Durch den Checkpoint pilgern
Trotz des aktuellen Krieges und der angespannten Sicherheitslage sind die Mönche entschlossen, nach Bethlehem zu pilgern. 2023 klappte das gut, allerdings kamen sie nicht zurück, weil der Checkpoint geschlossen war. Und so stellte sich die Gruppe in den frühen Morgenstunden in die Schlange mit den vielen Arbeitern aus dem Westjordanland, die in Jerusalem arbeiten. Gemeinsam warteten sie, dass der Checkpoint öffnet.

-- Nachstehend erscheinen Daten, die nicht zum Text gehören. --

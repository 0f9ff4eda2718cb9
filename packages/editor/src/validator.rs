//! # Constraint Validator
//!
//! Consulted before every structural edit. Rules run in a fixed order and
//! the first failure wins:
//!
//! 0. **Unique ids**: an inserted subtree may not reuse an id in the tree
//! 1. **Title**: a title only ever sits at root index 0, and there is at
//!    most one; nothing else may be placed at root index 0 above it
//! 2. **Cycle**: a node cannot move into its own subtree
//! 3. **Containment**: configured `(outer, inner)` nesting restrictions,
//!    checked against every ancestor of the destination and inside the
//!    incoming subtree itself
//! 4. **No-op**: a move that lands where it started is skipped
//!
//! Proposals carry the *final* index of the node in the destination list,
//! after any index adjustment the engine applies.

use crate::config::EditorConfig;
use crate::errors::{ConstraintViolation, EditError, NoOpReason, Rule};
use formwright_model::{resolve_lineage, resolve_node, Node, NodeKind, Path, Tree};
use std::collections::HashSet;
use tracing::warn;

/// A structural edit awaiting approval
#[derive(Debug, Clone, Copy)]
pub enum Proposal<'a> {
    /// Splice a new subtree into `container` at `index`
    Insert {
        node: &'a Node,
        container: &'a Path,
        index: usize,
    },

    /// Relocate the node at `source` so it ends up at `index` of `container`
    Move {
        source: &'a Path,
        container: &'a Path,
        index: usize,
    },
}

impl<'a> Proposal<'a> {
    fn container(&self) -> &'a Path {
        match *self {
            Proposal::Insert { container, .. } | Proposal::Move { container, .. } => container,
        }
    }

    fn index(&self) -> usize {
        match *self {
            Proposal::Insert { index, .. } | Proposal::Move { index, .. } => index,
        }
    }
}

pub struct Validator<'c> {
    config: &'c EditorConfig,
}

impl<'c> Validator<'c> {
    pub fn new(config: &'c EditorConfig) -> Self {
        Self { config }
    }

    /// Approve or refuse `proposal` against the current `tree`
    pub fn check(&self, tree: &Tree, proposal: &Proposal<'_>) -> Result<(), EditError> {
        let node = match proposal {
            Proposal::Insert { node, .. } => *node,
            Proposal::Move { source, .. } => resolve_node(tree, source)?,
        };

        let result = self
            .check_unique_ids(tree, proposal, node)
            .and_then(|_| self.check_title(tree, proposal, node))
            .and_then(|_| self.check_cycle(proposal))
            .and_then(|_| self.check_containment(tree, proposal, node));

        if let Err(violation) = result {
            warn!(
                rule = ?violation.rule,
                node = node.id(),
                container = %proposal.container(),
                index = proposal.index(),
                "edit refused: {}",
                violation.reason
            );
            return Err(violation.into());
        }

        self.check_noop(proposal)
    }

    fn check_unique_ids(
        &self,
        tree: &Tree,
        proposal: &Proposal<'_>,
        node: &Node,
    ) -> Result<(), ConstraintViolation> {
        if !matches!(proposal, Proposal::Insert { .. }) {
            return Ok(());
        }

        let existing: HashSet<_> = tree.ids().into_iter().collect();
        let mut incoming = HashSet::new();
        for id in node.subtree_ids() {
            if existing.contains(&id) || !incoming.insert(id.clone()) {
                return Err(ConstraintViolation::new(
                    Rule::UniqueId,
                    format!("id `{}` is already in use", id),
                ));
            }
        }
        Ok(())
    }

    fn check_title(
        &self,
        tree: &Tree,
        proposal: &Proposal<'_>,
        node: &Node,
    ) -> Result<(), ConstraintViolation> {
        let at_root_top = proposal.container().is_root_container() && proposal.index() == 0;

        if node.kind() == NodeKind::Title {
            if let Proposal::Insert { .. } = proposal {
                if tree.title_count() > 0 {
                    return Err(ConstraintViolation::new(
                        Rule::TitleSingleton,
                        "the card already has a title",
                    ));
                }
            }
            if !at_root_top {
                return Err(ConstraintViolation::new(
                    Rule::TitlePosition,
                    "the title must stay at the top of the card",
                ));
            }
            return Ok(());
        }

        if node.contains_kind(NodeKind::Title) {
            return Err(ConstraintViolation::new(
                Rule::TitlePosition,
                "a title cannot be nested inside another component",
            ));
        }

        if at_root_top && tree.title().is_some() {
            return Err(ConstraintViolation::new(
                Rule::TitlePosition,
                "nothing can be placed above the title",
            ));
        }

        Ok(())
    }

    fn check_containment(
        &self,
        tree: &Tree,
        proposal: &Proposal<'_>,
        node: &Node,
    ) -> Result<(), ConstraintViolation> {
        let ancestors = resolve_lineage(tree, proposal.container())
            .map_err(|e| ConstraintViolation::new(Rule::Containment, e.to_string()))?;

        for ancestor in ancestors {
            if let Some(inner) = self.forbidden_below(ancestor.kind(), node) {
                return Err(ConstraintViolation::new(
                    Rule::Containment,
                    format!("a {} cannot be placed inside a {}", inner, ancestor.kind()),
                ));
            }
        }

        self.check_nested(node)
    }

    /// The incoming subtree must already satisfy every rule on its own
    fn check_nested(&self, node: &Node) -> Result<(), ConstraintViolation> {
        for child in node.children() {
            if let Some(inner) = self.forbidden_below(node.kind(), child) {
                return Err(ConstraintViolation::new(
                    Rule::Containment,
                    format!("a {} cannot be placed inside a {}", inner, node.kind()),
                ));
            }
            self.check_nested(child)?;
        }
        Ok(())
    }

    /// First inner kind barred below `outer` that occurs in `subtree`
    fn forbidden_below(&self, outer: NodeKind, subtree: &Node) -> Option<NodeKind> {
        self.config
            .containment
            .iter()
            .map(|rule| rule.inner)
            .find(|&inner| self.config.forbids(outer, inner) && subtree.contains_kind(inner))
    }

    fn check_cycle(&self, proposal: &Proposal<'_>) -> Result<(), ConstraintViolation> {
        match proposal {
            Proposal::Move {
                source, container, ..
            } if container.starts_with(source) => Err(ConstraintViolation::new(
                Rule::Cycle,
                "a component cannot be moved inside itself",
            )),
            _ => Ok(()),
        }
    }

    fn check_noop(&self, proposal: &Proposal<'_>) -> Result<(), EditError> {
        if let Proposal::Move {
            source,
            container,
            index,
        } = proposal
        {
            if let Some((from_container, from)) = source.split_last_index() {
                if from_container == **container && from == *index {
                    return Err(EditError::NoOp(NoOpReason::SamePosition));
                }
            }
        }
        Ok(())
    }
}

#[cfg(test)]
mod tests {
    use super::*;
    use formwright_model::Column;

    fn p(s: &str) -> Path {
        s.parse().unwrap()
    }

    fn node(kind: NodeKind, id: &str) -> Node {
        Node::with_defaults(kind, id.into())
    }

    fn titled() -> Tree {
        Tree::from_elements(vec![
            node(NodeKind::Title, "t"),
            node(NodeKind::Text, "a"),
            Node::Form {
                id: "f".into(),
                name: "f".into(),
                elements: vec![node(NodeKind::Input, "i")],
            },
        ])
    }

    fn rule_of(result: Result<(), EditError>) -> Option<Rule> {
        result.err().and_then(|e| e.rule())
    }

    #[test]
    fn test_insert_duplicate_id_refused() {
        let config = EditorConfig::default();
        let tree = titled();
        let dup = node(NodeKind::Text, "a");
        let root = Path::root();

        let result = Validator::new(&config).check(
            &tree,
            &Proposal::Insert {
                node: &dup,
                container: &root,
                index: 1,
            },
        );
        assert_eq!(rule_of(result), Some(Rule::UniqueId));
    }

    #[test]
    fn test_second_title_refused() {
        let config = EditorConfig::default();
        let tree = titled();
        let title = node(NodeKind::Title, "t2");
        let root = Path::root();

        let result = Validator::new(&config).check(
            &tree,
            &Proposal::Insert {
                node: &title,
                container: &root,
                index: 0,
            },
        );
        assert_eq!(rule_of(result), Some(Rule::TitleSingleton));
    }

    #[test]
    fn test_title_only_at_root_top() {
        let config = EditorConfig::default();
        let tree = Tree::from_elements(vec![node(NodeKind::Text, "a")]);
        let title = node(NodeKind::Title, "t");
        let root = Path::root();
        let validator = Validator::new(&config);

        assert!(validator
            .check(&tree, &Proposal::Insert { node: &title, container: &root, index: 0 })
            .is_ok());
        assert_eq!(
            rule_of(validator.check(&tree, &Proposal::Insert { node: &title, container: &root, index: 1 })),
            Some(Rule::TitlePosition)
        );
    }

    #[test]
    fn test_nothing_above_title() {
        let config = EditorConfig::default();
        let tree = titled();
        let source = p("elements.1");
        let root = Path::root();

        let result = Validator::new(&config).check(
            &tree,
            &Proposal::Move {
                source: &source,
                container: &root,
                index: 0,
            },
        );
        assert_eq!(rule_of(result), Some(Rule::TitlePosition));
    }

    #[test]
    fn test_form_inside_form_refused_transitively() {
        let config = EditorConfig::default();
        let tree = titled();
        let nested = Node::ColumnSet {
            id: "cs".into(),
            columns: vec![Column::new(vec![Node::Form {
                id: "inner".into(),
                name: "inner".into(),
                elements: vec![],
            }])],
        };
        let form_elements = p("elements.2.elements");

        let result = Validator::new(&config).check(
            &tree,
            &Proposal::Insert {
                node: &nested,
                container: &form_elements,
                index: 0,
            },
        );
        assert_eq!(rule_of(result), Some(Rule::Containment));
    }

    #[test]
    fn test_incoming_subtree_checked_on_its_own() {
        let config = EditorConfig::default();
        let tree = Tree::new();
        let nested = Node::Form {
            id: "outer".into(),
            name: "outer".into(),
            elements: vec![node(NodeKind::Text, "a"), node(NodeKind::Form, "inner")],
        };
        let root = Path::root();

        let result = Validator::new(&config).check(
            &tree,
            &Proposal::Insert {
                node: &nested,
                container: &root,
                index: 0,
            },
        );
        assert_eq!(rule_of(result), Some(Rule::Containment));
    }

    #[test]
    fn test_move_into_own_subtree_refused() {
        let config = EditorConfig::default();
        let tree = titled();
        let source = p("elements.2");
        let inside = p("elements.2.elements");

        let result = Validator::new(&config).check(
            &tree,
            &Proposal::Move {
                source: &source,
                container: &inside,
                index: 0,
            },
        );
        assert_eq!(rule_of(result), Some(Rule::Cycle));
    }

    #[test]
    fn test_same_position_is_noop() {
        let config = EditorConfig::default();
        let tree = titled();
        let source = p("elements.1");
        let root = Path::root();

        let result = Validator::new(&config).check(
            &tree,
            &Proposal::Move {
                source: &source,
                container: &root,
                index: 1,
            },
        );
        assert_eq!(result, Err(EditError::NoOp(NoOpReason::SamePosition)));
    }

    #[test]
    fn test_unresolvable_source_is_path_error() {
        let config = EditorConfig::default();
        let tree = titled();
        let source = p("elements.9");
        let root = Path::root();

        let result = Validator::new(&config).check(
            &tree,
            &Proposal::Move {
                source: &source,
                container: &root,
                index: 1,
            },
        );
        assert!(matches!(result, Err(EditError::Path(_))));
    }
}
//! # Post-Effect System
//!
//! Structural edits can leave caller-owned state stale. Post-effects read
//! the report of an applied edit and repair the [`SideTable`].
//!
//! ## Design
//!
//! When an edit is applied, the engine reports what left the tree. For
//! example:
//! - Removing the title → the card header is cleared
//! - Removing a subtree → bindings and drafts of every node in it go
//! - Inserting a title → the header is mirrored from it
//!
//! Post-effects are:
//! - **Deterministic**: same report, same side-table changes
//! - **Order-independent**: effects touch disjoint concerns
//! - **Outside the tree**: they never issue further structural edits

use crate::mutations::Applied;
use crate::side_table::SideTable;
use tracing::debug;

/// Repair step run after every successful structural edit
pub trait PostEffect: std::fmt::Debug {
    fn apply(&self, applied: &Applied, side: &mut SideTable);
}

/// Clear the card header when the title node was removed
#[derive(Debug)]
pub struct ClearHeaderOnTitleRemoval;

impl PostEffect for ClearHeaderOnTitleRemoval {
    fn apply(&self, applied: &Applied, side: &mut SideTable) {
        if applied.title_removed && side.header().is_some() {
            debug!("title removed, clearing header");
            side.clear_header();
        }
    }
}

/// Forget side-table entries keyed by any id that left the tree
#[derive(Debug)]
pub struct ForgetDiscardedNodes;

impl PostEffect for ForgetDiscardedNodes {
    fn apply(&self, applied: &Applied, side: &mut SideTable) {
        for node in &applied.discarded {
            let ids = node.subtree_ids();
            side.forget_all(ids.iter().map(String::as_str));
        }
    }
}

/// Mirror the header from a title that has no header yet
#[derive(Debug)]
pub struct SyncHeaderFromTitle;

impl PostEffect for SyncHeaderFromTitle {
    fn apply(&self, applied: &Applied, side: &mut SideTable) {
        let Some(title) = applied.tree.title() else {
            return;
        };
        if side.header().map(|h| h.title_id.as_str()) != Some(title.id()) {
            side.set_header(title);
        }
    }
}

/// Runs every registered effect in order
#[derive(Debug)]
pub struct PostEffectEngine {
    effects: Vec<Box<dyn PostEffect>>,
}

impl PostEffectEngine {
    /// Create engine with default effects
    pub fn new() -> Self {
        Self {
            effects: vec![
                Box::new(ClearHeaderOnTitleRemoval),
                Box::new(ForgetDiscardedNodes),
                Box::new(SyncHeaderFromTitle),
            ],
        }
    }

    pub fn empty() -> Self {
        Self {
            effects: Vec::new(),
        }
    }

    #[must_use]
    pub fn with_effect(mut self, effect: impl PostEffect + 'static) -> Self {
        self.effects.push(Box::new(effect));
        self
    }

    pub fn apply(&self, applied: &Applied, side: &mut SideTable) {
        for effect in &self.effects {
            effect.apply(applied, side);
        }
    }
}

impl Default for PostEffectEngine {
    fn default() -> Self {
        Self::new()
    }
}
//! # Edit Session Management
//!
//! Tracks editing state for one builder canvas.
//!
//! An EditSession owns the tree and everything derived from it: the id
//! generator, the selection, the side table and an in-flight drag. Every
//! structural edit goes through [`EditSession::apply`] or
//! [`EditSession::finish_drag`]; failures leave all of it untouched.

use crate::config::EditorConfig;
use crate::drag::{DragController, DragError, DropOutcome};
use crate::errors::EditError;
use crate::mutations::{Applied, Mutation};
use crate::post_effects::PostEffectEngine;
use crate::side_table::SideTable;
use formwright_model::{
    find_path, resolve_node, resolve_node_mut, IdGenerator, Node, NodeId, Path,
    PathResolutionError, Tree,
};
use std::time::Instant;
use tracing::debug;

/// The selected node, by position and by id
#[derive(Debug, Clone, PartialEq, Eq)]
pub struct Selection {
    pub path: Path,
    pub id: NodeId,
}

/// What an edit did to the selection
#[derive(Debug, Clone, PartialEq, Eq)]
pub enum SelectionUpdate {
    /// Nothing selected, or the selected path still addresses the node
    Unchanged,
    /// The selected node now lives here
    Moved(Path),
    /// The selected node left the tree
    Cleared,
}

#[derive(Debug, Clone, PartialEq)]
pub struct MutationResult {
    /// Session version after the edit
    pub version: u64,
    /// Where the inserted or moved node now lives
    pub path: Option<Path>,
    pub selection: SelectionUpdate,
    pub title_removed: bool,
}

/// Drop outcome after it was committed to the session
#[derive(Debug, Clone, PartialEq)]
pub enum DropCommit {
    Cancelled,
    Applied {
        mutation: Mutation,
        result: MutationResult,
    },
    Rejected {
        mutation: Option<Mutation>,
        error: EditError,
    },
}

/// Single edit session
#[derive(Debug)]
pub struct EditSession {
    /// Unique session identifier, also the id generator seed
    pub id: String,

    tree: Tree,
    ids: IdGenerator,
    config: EditorConfig,
    side_table: SideTable,
    effects: PostEffectEngine,
    selection: Option<Selection>,
    drag: DragController,
    version: u64,
}

impl EditSession {
    /// Create new edit session over `tree`
    ///
    /// Fresh ids continue after the highest id already issued under this
    /// session's seed.
    pub fn new(id: impl Into<String>, tree: Tree, config: EditorConfig) -> Self {
        let id = id.into();
        let mut side_table = SideTable::new();
        if let Some(title) = tree.title() {
            side_table.set_header(title);
        }

        Self {
            ids: IdGenerator::resume(id.clone(), &tree),
            drag: DragController::new(config.clone()),
            id,
            tree,
            config,
            side_table,
            effects: PostEffectEngine::new(),
            selection: None,
            version: 0,
        }
    }

    #[must_use]
    pub fn with_effects(mut self, effects: PostEffectEngine) -> Self {
        self.effects = effects;
        self
    }

    pub fn tree(&self) -> &Tree {
        &self.tree
    }

    pub fn config(&self) -> &EditorConfig {
        &self.config
    }

    pub fn side_table(&self) -> &SideTable {
        &self.side_table
    }

    pub fn side_table_mut(&mut self) -> &mut SideTable {
        &mut self.side_table
    }

    pub fn selection(&self) -> Option<&Selection> {
        self.selection.as_ref()
    }

    pub fn version(&self) -> u64 {
        self.version
    }

    pub fn drag(&mut self) -> &mut DragController {
        &mut self.drag
    }

    /// Apply a structural edit
    ///
    /// On error nothing changes, including the version.
    pub fn apply(&mut self, mutation: Mutation) -> Result<MutationResult, EditError> {
        let applied = mutation.apply(&self.tree, &self.config, &mut self.ids)?;
        debug!(op = mutation.name(), "mutation applied");
        Ok(self.commit(applied))
    }

    /// Release the pointer and commit whatever the drag produced
    pub fn finish_drag(&mut self, now: Instant) -> Result<DropCommit, DragError> {
        let outcome = self.drag.drop(&self.tree, &mut self.ids, now)?;
        Ok(match outcome {
            DropOutcome::Cancelled => DropCommit::Cancelled,
            DropOutcome::Rejected { mutation, error } => DropCommit::Rejected { mutation, error },
            DropOutcome::Applied { mutation, applied } => {
                let result = self.commit(applied);
                self.drag.notify_structure_changed(now);
                DropCommit::Applied { mutation, result }
            }
        })
    }

    pub fn select(&mut self, path: &Path) -> Result<&Selection, PathResolutionError> {
        let id = resolve_node(&self.tree, path)?.id().to_string();
        Ok(self.selection.insert(Selection {
            path: path.clone(),
            id,
        }))
    }

    pub fn clear_selection(&mut self) {
        self.selection = None;
    }

    pub fn node(&self, path: &Path) -> Result<&Node, PathResolutionError> {
        resolve_node(&self.tree, path)
    }

    /// Payload access for property editors
    ///
    /// Only payload fields may be changed through this; structural edits
    /// must go through [`apply`](Self::apply).
    pub fn node_mut(&mut self, path: &Path) -> Result<&mut Node, PathResolutionError> {
        resolve_node_mut(&mut self.tree, path)
    }

    fn commit(&mut self, applied: Applied) -> MutationResult {
        self.effects.apply(&applied, &mut self.side_table);
        let selection = self.repair_selection(&applied);

        self.tree = applied.tree;
        self.version += 1;

        MutationResult {
            version: self.version,
            path: applied.path,
            selection,
            title_removed: applied.title_removed,
        }
    }

    fn repair_selection(&mut self, applied: &Applied) -> SelectionUpdate {
        let Some(selection) = &self.selection else {
            return SelectionUpdate::Unchanged;
        };

        let addresses_selected = |path: &Path| {
            resolve_node(&applied.tree, path).is_ok_and(|node| node.id() == selection.id)
        };
        let repaired = applied
            .rebase(&selection.path)
            .filter(|path| addresses_selected(path))
            .or_else(|| find_path(&applied.tree, &selection.id));

        match repaired {
            Some(path) if path == selection.path => SelectionUpdate::Unchanged,
            Some(path) => {
                debug!(from = %selection.path, to = %path, "selection moved");
                let id = selection.id.clone();
                self.selection = Some(Selection {
                    path: path.clone(),
                    id,
                });
                SelectionUpdate::Moved(path)
            }
            None => {
                debug!(id = %selection.id, "selected node removed");
                self.selection = None;
                SelectionUpdate::Cleared
            }
        }
    }
}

Das sei auch eine interessante Erfahrung gewesen, sagt Schnabel: "Wir feiern, dass Gott Mensch wurde in Jesus Christus. Und zwar nicht in einem Palast, sondern in elenden Verhältnissen. Mit allem, was Menschsein ausmacht: Kälte, Hunger, Sorgen. Mehr Kontakt mit der Realität konnten wir nicht haben. Gott ist mit den Menschen. Das war wirklich ein authentisches Weihnachten!"
Aktion mit großem Zulauf
Die Dormitio informiert auf ihrer Homepage über die Weihnachtsaktion. Jeder kann dort seinen Namen und den seiner Lieben in ein Online-Formular eintragen und an die Mönche schicken. Auch per E-Mail, Fax oder sogar Brief ist eine Anmeldung möglich. Wer bis zum 22. Dezember eine Nachricht an die Dormitio-Abtei gesendet hat, dessen Name wandert in der Weihnachtsnacht mit. Im Jahr 2023 hatten 123.333 Menschen mitgemacht.

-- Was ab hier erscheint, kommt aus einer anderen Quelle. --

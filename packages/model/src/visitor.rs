//! # Traversal
//!
//! Depth-first walks over the tree that report the path of every node they
//! visit. [`enumerate`], [`find_path`] and [`duplicate_ids`] are built on the
//! [`Visitor`] trait; anything positional still goes through the resolver.

use crate::node::{Column, Node, NodeId, Tree};
use crate::path::Path;

/// Visitor pattern for traversing the tree immutably, depth-first
///
/// Every `visit_*` method receives the path of what it visits. The default
/// implementations walk the whole tree; override one to act on a node and
/// call the matching `walk_*` function to keep descending.
pub trait Visitor<'a>: Sized {
    fn visit_tree(&mut self, tree: &'a Tree) {
        walk_tree(self, tree);
    }

    /// `path` is the node path of `node`
    fn visit_node(&mut self, path: &Path, node: &'a Node) {
        walk_node(self, path, node);
    }

    /// `path` is the element-list path of `column`
    fn visit_column(&mut self, path: &Path, column: &'a Column) {
        walk_column(self, path, column);
    }
}

pub fn walk_tree<'a, V: Visitor<'a>>(visitor: &mut V, tree: &'a Tree) {
    walk_list(visitor, &Path::root(), &tree.elements);
}

pub fn walk_node<'a, V: Visitor<'a>>(visitor: &mut V, path: &Path, node: &'a Node) {
    match node {
        Node::Form { elements, .. } => walk_list(visitor, &path.elements(), elements),
        Node::ColumnSet { columns, .. } => {
            for (i, column) in columns.iter().enumerate() {
                visitor.visit_column(&path.column(i), column);
            }
        }
        Node::Title { .. }
        | Node::Text { .. }
        | Node::Input { .. }
        | Node::Button { .. }
        | Node::Image { .. }
        | Node::Divider { .. } => {
            // Leaf node, no children to walk
        }
    }
}

pub fn walk_column<'a, V: Visitor<'a>>(visitor: &mut V, path: &Path, column: &'a Column) {
    walk_list(visitor, path, &column.elements);
}

fn walk_list<'a, V: Visitor<'a>>(visitor: &mut V, container: &Path, nodes: &'a [Node]) {
    for (i, node) in nodes.iter().enumerate() {
        visitor.visit_node(&container.child(i), node);
    }
}

struct Enumerate<'a> {
    found: Vec<(Path, &'a Node)>,
}

impl<'a> Visitor<'a> for Enumerate<'a> {
    fn visit_node(&mut self, path: &Path, node: &'a Node) {
        self.found.push((path.clone(), node));
        walk_node(self, path, node);
    }
}

/// Every node with its path, in depth-first pre-order
pub fn enumerate(tree: &Tree) -> Vec<(Path, &Node)> {
    let mut visitor = Enumerate { found: Vec::new() };
    visitor.visit_tree(tree);
    visitor.found
}

struct FindById<'i> {
    id: &'i str,
    found: Option<Path>,
}

impl<'a> Visitor<'a> for FindById<'_> {
    fn visit_node(&mut self, path: &Path, node: &'a Node) {
        if self.found.is_some() {
            return;
        }
        if node.id() == self.id {
            self.found = Some(path.clone());
            return;
        }
        walk_node(self, path, node);
    }
}

/// Re-derive the current path of the node with `id`
pub fn find_path(tree: &Tree, id: &str) -> Option<Path> {
    let mut visitor = FindById { id, found: None };
    visitor.visit_tree(tree);
    visitor.found
}

struct Duplicates {
    seen: std::collections::HashSet<NodeId>,
    duplicates: Vec<NodeId>,
}

impl<'a> Visitor<'a> for Duplicates {
    fn visit_node(&mut self, path: &Path, node: &'a Node) {
        if !self.seen.insert(node.id().to_string()) {
            self.duplicates.push(node.id().to_string());
        }
        walk_node(self, path, node);
    }
}

/// Ids that occur more than once in the tree
pub fn duplicate_ids(tree: &Tree) -> Vec<NodeId> {
    let mut visitor = Duplicates {
        seen: Default::default(),
        duplicates: Vec::new(),
    };
    visitor.visit_tree(tree);
    visitor.duplicates
}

Benedikt Koch ist einer von ihnen und in diesem Jahr macht er die Aktion in seiner Heimat Herten bei Recklinghausen bekannt, er verteilt Flyer und wirbt in den Gemeinden dafür. "Gerade in diesem Jahr, wo die Unruhen in Israel immer noch andauern, möchte ich die Mönche und andere Christen im Heiligen Land durch die Spenden dieser Aktion unterstützen", erzählt er.
Dabei ist seine Beziehung zum Heiligen Land eine ganz besondere: 2007 lebte der gelernte Koch vor seinem Theologiestudium ein halbes Jahr bei den Benediktinern am See Genezareth, bekochte die dort lebenden Mönche und Pilger und nahm am Klosteralltag teil. Auch 17 Jahre später ist das für ihn noch eine besondere Zeit.

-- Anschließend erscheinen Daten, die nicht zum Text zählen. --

//! Error types for the tree model

use crate::node::NodeKind;
use crate::path::{ContainerName, Segment};
use crate::resolver::Shape;
use thiserror::Error;

/// A path that does not correspond to any location in the tree
///
/// Every variant carries the index of the failing segment.
#[derive(Error, Debug, Clone, PartialEq, Eq)]
pub enum PathResolutionError {
    #[error("segment {segment}: index {index} out of bounds for length {len}")]
    IndexOutOfBounds {
        segment: usize,
        index: usize,
        len: usize,
    },

    #[error("segment {segment}: {kind} nodes have no `{container}` container")]
    WrongContainer {
        segment: usize,
        kind: NodeKind,
        container: ContainerName,
    },

    #[error("segment {segment}: expected {expected} step at {at}, found `{found}`")]
    UnexpectedSegment {
        segment: usize,
        at: Shape,
        expected: &'static str,
        found: Segment,
    },

    #[error("path ended at {found} after {segment} segments, expected {expected}")]
    Exhausted {
        segment: usize,
        expected: Shape,
        found: Shape,
    },
}

impl PathResolutionError {
    /// Index of the segment where resolution stopped
    pub fn segment(&self) -> usize {
        match self {
            PathResolutionError::IndexOutOfBounds { segment, .. }
            | PathResolutionError::WrongContainer { segment, .. }
            | PathResolutionError::UnexpectedSegment { segment, .. }
            | PathResolutionError::Exhausted { segment, .. } => *segment,
        }
    }
}

#[derive(Error, Debug, Clone, PartialEq, Eq)]
pub enum ParsePathError {
    #[error("empty path")]
    Empty,

    #[error("unknown path segment `{token}` at position {position}")]
    UnknownSegment { position: usize, token: String },
}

Spenden für soziale Projekte
Solche Geschichten und persönliche Gebetsanliegen lesen Schnabel und seine Mitbrüder gerne: "Weil die Namen dann ein Gesicht bekommen", so der Abt. Ein fleißiger Volontär der Dormitio ist in den Wochen vor Weihnachten fast ausschließlich damit beschäftigt, alles auf die Rolle zu übertragen, die am Ende mehrere Kilo wiegen wird. Die Gebete und Fürbitten würden dann unterwegs bei den Gebetsstationen vorgetragen, sagt Schnabel: "Wir sind sehr dankbar, wenn wir wissen, wen wir da im Gebet mittragen."
Zugleich bitten die Brüder auch um Spenden, die in soziale Projekte im Heiligen Land gehen: Schulen für Kinder mit Behinderung, Pflegeheime, Day-Care-Programme, Werkstätten und Ausbildungsplätze sowie Familienprojekte. Eins davon ist das Beit Noah: Eine Begegnungsstätte für behinderte Kinder und Jugendliche am See Genezareth, die Palästinenser und Israelis zusammenbringt.
Auch das ist ein Grund für Benedikt Koch, diese Aktion zu unterstützen. "Und wenn ich am Heiligen Abend mit meiner Familie das Krippenspiel sehe oder in der Christmette das Weihnachtsevangelium höre, weiß ich, dass unsere Namen in dieser Nacht nach Bethlehem getragen werden. Ich bin zwar physisch hier, aber in meinen Gedanken bin ich in Jerusalem und Bethlehem dabei."